Your objective:
Select, from the data, each line where "BatchResponse" occurs.

Given records:
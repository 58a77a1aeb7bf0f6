//! Application handlers.
//!
//! Command handlers that orchestrate domain operations.

pub mod inspection;

pub use inspection::{
    SignInspectionCommand, SignInspectionHandler, StartInspectionCommand, StartInspectionHandler,
};
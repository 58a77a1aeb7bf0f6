//! Strongly-typed identifier value objects.
//!
//! Catalog identifiers (zone, element, criterion) are opaque strings chosen by
//! whoever authors the catalog. Inspection identifiers are generated locally as
//! UUIDs but accepted as any non-empty string, since the server may hand back
//! ids of its own format.

use serde::{Deserialize, Serialize};
use std::fmt;
use std::str::FromStr;
use uuid::Uuid;

use super::ValidationError;

macro_rules! string_id {
    ($(#[$meta:meta])* $name:ident, $field:literal) => {
        $(#[$meta])*
        #[derive(Debug, Clone, PartialEq, Eq, PartialOrd, Ord, Hash, Serialize, Deserialize)]
        #[serde(transparent)]
        pub struct $name(String);

        impl $name {
            /// Creates an identifier, rejecting empty or blank values.
            pub fn new(value: impl Into<String>) -> Result<Self, ValidationError> {
                let value = value.into();
                if value.trim().is_empty() {
                    return Err(ValidationError::empty_field($field));
                }
                Ok(Self(value))
            }

            /// Returns the identifier as a string slice.
            pub fn as_str(&self) -> &str {
                &self.0
            }
        }

        impl fmt::Display for $name {
            fn fmt(&self, f: &mut fmt::Formatter<'_>) -> fmt::Result {
                write!(f, "{}", self.0)
            }
        }

        impl FromStr for $name {
            type Err = ValidationError;

            fn from_str(s: &str) -> Result<Self, Self::Err> {
                Self::new(s)
            }
        }

        impl AsRef<str> for $name {
            fn as_ref(&self) -> &str {
                &self.0
            }
        }
    };
}

string_id!(
    /// Identifier of a zone in the weighted catalog (e.g. "kitchen").
    ZoneId,
    "zone_id"
);

string_id!(
    /// Identifier of an element within a zone.
    ElementId,
    "element_id"
);

string_id!(
    /// Identifier of a criterion within an element.
    CriterionId,
    "criterion_id"
);

string_id!(
    /// Identifier of the residence being inspected.
    ResidenceId,
    "residence_id"
);

string_id!(
    /// Unique identifier of an inspection in the pending queue.
    InspectionId,
    "inspection_id"
);

impl InspectionId {
    /// Generates a fresh random identifier for a locally started inspection.
    pub fn generate() -> Self {
        Self(Uuid::new_v4().to_string())
    }
}
//! Batch wire format - what is sent to and read back from the remote endpoint.
//!
//! Request:
//!
//! ```json
//! { "user": "inspector-7", "sent_at": "2024-05-14T09:00:00Z", "controls": [ ... ] }
//! ```
//!
//! Response, accepted:
//!
//! ```json
//! { "status": true, "data": { "saved": [{ "id": "...", "date": "2024-05-14" }],
//!                             "error": [{ "id": "...", "txt": "..." }] } }
//! ```
//!
//! Response, rejected:
//!
//! ```json
//! { "status": false, "error": { "code": 401, "txt": "bad token" } }
//! ```

use chrono::NaiveDate;
use serde::{Deserialize, Serialize};

use crate::domain::foundation::{DomainError, InspectionId, Timestamp};
use crate::domain::inspection::Inspection;

/// Request body for one batch submission.
#[derive(Debug, Serialize)]
pub struct BatchPayload<'a> {
    pub user: &'a str,
    pub sent_at: String,
    pub controls: Vec<&'a Inspection>,
}

impl<'a> BatchPayload<'a> {
    pub fn new(user: &'a str, controls: impl IntoIterator<Item = &'a Inspection>, at: Timestamp) -> Self {
        Self {
            user,
            sent_at: at.to_rfc3339(),
            controls: controls.into_iter().collect(),
        }
    }

    pub fn to_bytes(&self) -> Result<Vec<u8>, DomainError> {
        serde_json::to_vec(self).map_err(DomainError::unknown)
    }
}

/// Canonical fields the server returns for an accepted inspection.
/// Unknown fields are ignored.
#[derive(Debug, Clone, PartialEq, Eq, Serialize, Deserialize)]
pub struct AcceptedInspection {
    pub id: InspectionId,
    #[serde(default)]
    pub date: Option<NaiveDate>,
    #[serde(default)]
    pub saved_on_server: Option<bool>,
    #[serde(default)]
    pub remote_id: Option<String>,
}

impl AcceptedInspection {
    /// Copies the confirmed fields onto the local record.
    pub fn apply_to(&self, inspection: &mut Inspection) {
        inspection.apply_server_fields(self.date, self.saved_on_server, self.remote_id.clone());
    }
}

/// Per-item rejection reported by the server.
#[derive(Debug, Clone, PartialEq, Eq, Serialize, Deserialize)]
pub struct ItemError {
    pub id: InspectionId,
    #[serde(rename = "txt")]
    pub message: String,
}

/// Parsed server response.
#[derive(Debug, Clone, PartialEq, Eq)]
pub enum BatchResponse {
    Accepted {
        saved: Vec<AcceptedInspection>,
        errors: Vec<ItemError>,
    },
    Rejected {
        code: String,
        message: String,
    },
}

#[derive(Deserialize)]
struct RawResponse {
    status: bool,
    #[serde(default)]
    data: Option<RawData>,
    #[serde(default)]
    error: Option<RawServerError>,
}

#[derive(Deserialize)]
struct RawData {
    #[serde(default)]
    saved: Vec<AcceptedInspection>,
    #[serde(default)]
    error: Vec<ItemError>,
}

#[derive(Deserialize)]
struct RawServerError {
    #[serde(default)]
    code: serde_json::Value,
    #[serde(default)]
    txt: String,
}

impl BatchResponse {
    /// Parses a raw response body.
    ///
    /// # Errors
    ///
    /// - `InvalidResponse` if the body is not JSON of the expected shape, or
    ///   claims success without a `data` object
    pub fn parse(raw: &str) -> Result<Self, DomainError> {
        let parsed: RawResponse =
            serde_json::from_str(raw).map_err(|e| DomainError::InvalidResponse(e.to_string()))?;

        if parsed.status {
            let data = parsed
                .data
                .ok_or_else(|| DomainError::InvalidResponse("status true without data".to_string()))?;
            return Ok(BatchResponse::Accepted {
                saved: data.saved,
                errors: data.error,
            });
        }

        let error = parsed.error.unwrap_or(RawServerError {
            code: serde_json::Value::Null,
            txt: String::new(),
        });
        let code = match error.code {
            serde_json::Value::String(s) => s,
            serde_json::Value::Null => String::new(),
            other => other.to_string(),
        };
        Ok(BatchResponse::Rejected {
            code,
            message: error.txt,
        })
    }
}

Answer for this exercise:
pub enum BatchResponse {
impl BatchResponse {
            return Ok(BatchResponse::Accepted {
        Ok(BatchResponse::Rejected {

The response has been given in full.